DESIGN, INSTALLATION & TECHNICAL PRODUCT INFORMATIONVisit Lysaght Professionals
03 / November / 2015
Byron Bay, New South Wales
ARCHITECT
Paul Uhlmann Architects
Paul Uhlmann Architects has responded to a sensitive beachside lot with a delicate, tent-like residence that embodies a holiday essence.
Paul Uhlmann Architects has responded to a sensitive beachside lot with a delicate, tent-like residence that embodies a holiday essence.
However unlikely it seems, you could leave this house in the morning, return in the evening and find it gone.
Sitting 100 metres from the beach in the New South Wales coastal haven of Byron Bay, the house is subject to local council stipulations that it can be removed within 12 hours, should the ocean tide come within 50 metres of its boundary.
As principal Paul Uhlmann explains: "Council determines where it thinks the ocean might end up in 50 or 100 years. Our client’s block was deemed to be in the worst potential erosion zone, so the house had to be demountable."
Rather than being built as a single structure, the house had to be separated into three sections, or ‘pods’. "Each one is on a self-supporting steel frame so you can unbolt them, put them on the back of a 4x4 truck and tow them away," Uhlmann says.

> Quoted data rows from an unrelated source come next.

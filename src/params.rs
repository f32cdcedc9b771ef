//! Named method parameters: `key=value` tokens with typed, on-demand coercion

use std::collections::HashSet;
use std::fmt;
use std::str::FromStr;

use crate::error::{Result, SearchError};

/// An ordered set of `key=value` parameters.
///
/// A repeated key keeps its first position but takes the last value.
#[derive(Debug, Clone, Default, PartialEq, Eq)]
pub struct Params {
    entries: Vec<(String, String)>,
}

impl Params {
    pub fn new() -> Self {
        Self::default()
    }

    /// Parse a sequence of `key=value` tokens.
    pub fn parse<I, S>(tokens: I) -> Result<Self>
    where
        I: IntoIterator<Item = S>,
        S: AsRef<str>,
    {
        let mut params = Params::new();
        for token in tokens {
            let token = token.as_ref();
            let (key, value) = token
                .split_once('=')
                .map(|(k, v)| (k.trim(), v.trim()))
                .filter(|(k, _)| !k.is_empty())
                .ok_or_else(|| SearchError::MalformedParam {
                    token: token.to_string(),
                })?;
            params.set(key, value);
        }
        Ok(params)
    }

    /// Set `key` to `value`, replacing any previous value.
    pub fn set(&mut self, key: impl Into<String>, value: impl ToString) {
        let key = key.into();
        let value = value.to_string();
        match self.entries.iter_mut().find(|(k, _)| *k == key) {
            Some(entry) => entry.1 = value,
            None => self.entries.push((key, value)),
        }
    }

    /// Builder-style [`Params::set`].
    pub fn with(mut self, key: impl Into<String>, value: impl ToString) -> Self {
        self.set(key, value);
        self
    }

    pub fn get_raw(&self, key: &str) -> Option<&str> {
        self.entries
            .iter()
            .find(|(k, _)| k == key)
            .map(|(_, v)| v.as_str())
    }

    /// Read a required parameter.
    pub fn get<T: ParamValue>(&self, key: &str) -> Result<T> {
        let raw = self.get_raw(key).ok_or_else(|| SearchError::MissingParam {
            key: key.to_string(),
        })?;
        coerce(key, raw)
    }

    /// Read an optional parameter, falling back to `default` when absent.
    pub fn get_or<T: ParamValue>(&self, key: &str, default: T) -> Result<T> {
        match self.get_raw(key) {
            Some(raw) => coerce(key, raw),
            None => Ok(default),
        }
    }

    pub fn contains_key(&self, key: &str) -> bool {
        self.get_raw(key).is_some()
    }

    pub fn keys(&self) -> impl Iterator<Item = &str> {
        self.entries.iter().map(|(k, _)| k.as_str())
    }

    pub fn iter(&self) -> impl Iterator<Item = (&str, &str)> {
        self.entries.iter().map(|(k, v)| (k.as_str(), v.as_str()))
    }

    pub fn len(&self) -> usize {
        self.entries.len()
    }

    pub fn is_empty(&self) -> bool {
        self.entries.is_empty()
    }
}

/// Parses a comma-separated list, e.g. `"NN=11,indexThreadQty=4"`.
impl FromStr for Params {
    type Err = SearchError;

    fn from_str(s: &str) -> Result<Self> {
        Params::parse(s.split(',').map(str::trim).filter(|t| !t.is_empty()))
    }
}

impl fmt::Display for Params {
    fn fmt(&self, f: &mut fmt::Formatter<'_>) -> fmt::Result {
        for (i, (k, v)) in self.entries.iter().enumerate() {
            if i > 0 {
                write!(f, ",")?;
            }
            write!(f, "{}={}", k, v)?;
        }
        Ok(())
    }
}

fn coerce<T: ParamValue>(key: &str, raw: &str) -> Result<T> {
    T::parse_value(raw).ok_or_else(|| SearchError::invalid_param(key, raw, T::EXPECTED))
}

/// A type a parameter value can be coerced into.
pub trait ParamValue: Sized {
    /// Human readable type name used in error messages.
    const EXPECTED: &'static str;

    fn parse_value(raw: &str) -> Option<Self>;
}

macro_rules! impl_param_value {
    ($($t:ty => $expected:expr),* $(,)?) => {
        $(
            impl ParamValue for $t {
                const EXPECTED: &'static str = $expected;

                fn parse_value(raw: &str) -> Option<Self> {
                    raw.parse().ok()
                }
            }
        )*
    };
}

impl_param_value! {
    usize => "a non-negative integer",
    u32 => "a non-negative integer",
    u64 => "a non-negative integer",
    i32 => "an integer",
    i64 => "an integer",
}

impl ParamValue for f32 {
    const EXPECTED: &'static str = "a number";

    fn parse_value(raw: &str) -> Option<Self> {
        raw.parse::<f32>().ok().filter(|x| x.is_finite())
    }
}

impl ParamValue for f64 {
    const EXPECTED: &'static str = "a number";

    fn parse_value(raw: &str) -> Option<Self> {
        raw.parse::<f64>().ok().filter(|x| x.is_finite())
    }
}

impl ParamValue for bool {
    const EXPECTED: &'static str = "a boolean";

    fn parse_value(raw: &str) -> Option<Self> {
        match raw.to_ascii_lowercase().as_str() {
            "true" | "1" | "yes" => Some(true),
            "false" | "0" | "no" => Some(false),
            _ => None,
        }
    }
}

impl ParamValue for String {
    const EXPECTED: &'static str = "a string";

    fn parse_value(raw: &str) -> Option<Self> {
        Some(raw.to_string())
    }
}

/// Tracks which parameters a method actually read.
///
/// Methods read their parameters through the manager; once they are done,
/// [`ParamManager::check_unused`] reports keys nobody asked for, so that a
/// misspelled parameter fails loudly instead of being ignored.
#[derive(Debug)]
pub struct ParamManager<'p> {
    params: &'p Params,
    consumed: HashSet<String>,
}

impl<'p> ParamManager<'p> {
    pub fn new(params: &'p Params) -> Self {
        Self {
            params,
            consumed: HashSet::new(),
        }
    }

    pub fn get<T: ParamValue>(&mut self, key: &str) -> Result<T> {
        self.consumed.insert(key.to_string());
        self.params.get(key)
    }

    pub fn get_or<T: ParamValue>(&mut self, key: &str, default: T) -> Result<T> {
        self.consumed.insert(key.to_string());
        self.params.get_or(key, default)
    }

    /// Like [`get`](Self::get), but an absent key is `None` rather than an error.
    pub fn get_opt<T: ParamValue>(&mut self, key: &str) -> Result<Option<T>> {
        self.consumed.insert(key.to_string());
        if self.params.contains_key(key) {
            self.params.get(key).map(Some)
        } else {
            Ok(None)
        }
    }

    /// Fail with [`SearchError::UnknownParams`] if any key was never read.
    pub fn check_unused(&self) -> Result<()> {
        let unused: Vec<String> = self
            .params
            .keys()
            .filter(|k| !self.consumed.contains(*k))
            .map(str::to_string)
            .collect();
        if unused.is_empty() {
            Ok(())
        } else {
            Err(SearchError::UnknownParams { keys: unused })
        }
    }
}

The pods’ transportability would be welcome if Byron Bay was to come under threat from cyclones, as it was in 1939 and 1954.
A maximum of three pods could be built – each with a width limit of just four metres. Working with his colleagues, Uhlmann linked the mostly steel pods with more temporary materials to create a central ‘outdoor’ space and larger whole. Extensive elevated timber decking connects the pods at floor level, while a giant sail roof creates a new living space by enclosing the deck area.
As well as providing shelter to the deck, the sail roof hovers above the pods’ LYSAGHT CUSTOM ORB® roofs made from COLORBOND® Metallic steel in the colour Citi®.
To withstand the brackish coastal conditions, galvanised 100 x 100mm hollow section steel was chosen to form the pod skeletons and sail frames. The frames are bolted into stainless steel columns, or "stumps", set in concrete footings.
A conscious decision was made to express the building’s vertical steel structure, which combines a commercial window framing system with a glass and customised wood panel system.
The glorious fabric sail roof – which conveys a sense that the home could, at any moment, set sail for the horizon – also owes its form to galvanised 100 x 100 SHS.
Uhlmann says the frame could not have been efficiently realised in a material other than steel. "Making the loading and deflection calculations for the fabric structures was quite an in-depth process, and steel ideally met those requirements when other materials could not."
Uhlmann applied shipwright-like understanding to the structure to ensure it remained waterproof. "We had to carefully consider water movement and account for it both running and flying in," he says. Commercial-grade PVC vinyl is run through a yachting track at one end and then lashed tight to the rest of the structure.
Paul Uhlmann Architects has admirably achieved its goal of creating a stripped-back tent-like home that connects harmoniously with its surrounds and evokes a holiday essence: the house feels more like a tethered yacht than fixed abode.
Uhlmann flags the house’s ‘outdoor’ ambience as his favourite feature. "There’s tranquility in the space that is quite special to me. You sit there and that sense of holiday is noticeably present. We’re really proud to have instilled the house with that feeling."